§ **Work order**:
Scanning the listing below, tally every line where the string "true" shows up, then state the count alone.

§ **Data for this task**:
--------

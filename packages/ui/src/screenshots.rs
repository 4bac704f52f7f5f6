use dioxus::prelude::*;

use crate::gallery::{suppresses_load_error, GalleryController};

const GALLERY_CSS: Asset = asset!("/assets/styling/gallery.css");

/// Screenshot slider with previous/next controls and one dot per slide.
#[component]
pub fn ScreenshotGallery() -> Element {
    let mut site = crate::use_site();
    let screenshot_dir = site.config().screenshot_dir;
    let gallery = GalleryController::clone(&site.gallery.read());

    rsx! {
        document::Link { rel: "stylesheet", href: GALLERY_CSS }

        section { id: "gallery", class: "page_section",
            crate::Translated { entry: "gallery.title", class: "section_title" }
            div { class: "gallery",
                div { id: "gallery-slider", class: "gallery_slider",
                    for (i, slide) in gallery.slides().iter().enumerate() {
                        div {
                            key: "{i}",
                            class: if slide.active { "slide active" } else { "slide" },
                            img {
                                src: "{slide.src}",
                                alt: format!("screenshot {}", i + 1),
                                loading: "lazy",
                                onerror: {
                                    let swallow = suppresses_load_error(&slide.src, &screenshot_dir);
                                    move |evt: ImageEvent| {
                                        if swallow {
                                            evt.prevent_default();
                                            evt.stop_propagation();
                                        }
                                    }
                                },
                            }
                        }
                    }
                }
                if !gallery.is_empty() {
                    button {
                        class: "gallery_nav prev",
                        onclick: move |_| site.change_slide(-1),
                        crate::Translated { entry: "gallery.prev", inline: true }
                    }
                    button {
                        class: "gallery_nav next",
                        onclick: move |_| site.change_slide(1),
                        crate::Translated { entry: "gallery.next", inline: true }
                    }
                }
                div { id: "gallery-dots", class: "gallery_dots",
                    for (i, dot) in gallery.indicators().iter().enumerate() {
                        span {
                            key: "{i}",
                            class: if dot.active { "dot active" } else { "dot" },
                            onclick: move |_| site.go_to_slide(i as i64 + 1),
                        }
                    }
                }
            }
        }
    }
}
use dioxus::prelude::*;

use crate::navigation::{smooth_scroll_script, AnchorClick};

/// Link that smooth-scrolls to same-page fragments instead of jumping.
#[component]
pub fn PageAnchor(
    href: String,
    #[props(default)] class: String,
    children: Element,
) -> Element {
    let click = AnchorClick::for_href(&href);
    let intercept = click.prevents_default();

    rsx! {
        a {
            class: "{class}",
            href: "{href}",
            onclick: move |evt: MouseEvent| {
                if intercept {
                    evt.prevent_default();
                }
                if let AnchorClick::ScrollTo(id) = &click {
                    let js = smooth_scroll_script(id);
                    spawn(async move {
                        let _ = document::eval(&js).await;
                    });
                }
            },
            {children}
        }
    }
}

#[component]
pub fn SiteHeader() -> Element {
    let site = crate::use_site();
    let background = (site.header_background)();
    let title = site.config().game_title;

    rsx! {
        header {
            id: "site-header",
            class: "site_header",
            style: "background: {background};",
            div { class: "site_header_inner",
                PageAnchor { class: "brand", href: "#top",
                    span { class: "brand_mark" }
                    span { class: "brand_name", "{title}" }
                }
                nav { class: "nav_links",
                    PageAnchor { class: "nav_link", href: "#about", crate::Translated { entry: "nav.about", inline: true } }
                    PageAnchor { class: "nav_link", href: "#features", crate::Translated { entry: "nav.features", inline: true } }
                    PageAnchor { class: "nav_link", href: "#gallery", crate::Translated { entry: "nav.gallery", inline: true } }
                    PageAnchor { class: "nav_link", href: "#wishlist", crate::Translated { entry: "nav.wishlist", inline: true } }
                }
                crate::LanguageSelector {}
            }
        }
    }
}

--------

§ **Answer to this problem**:
6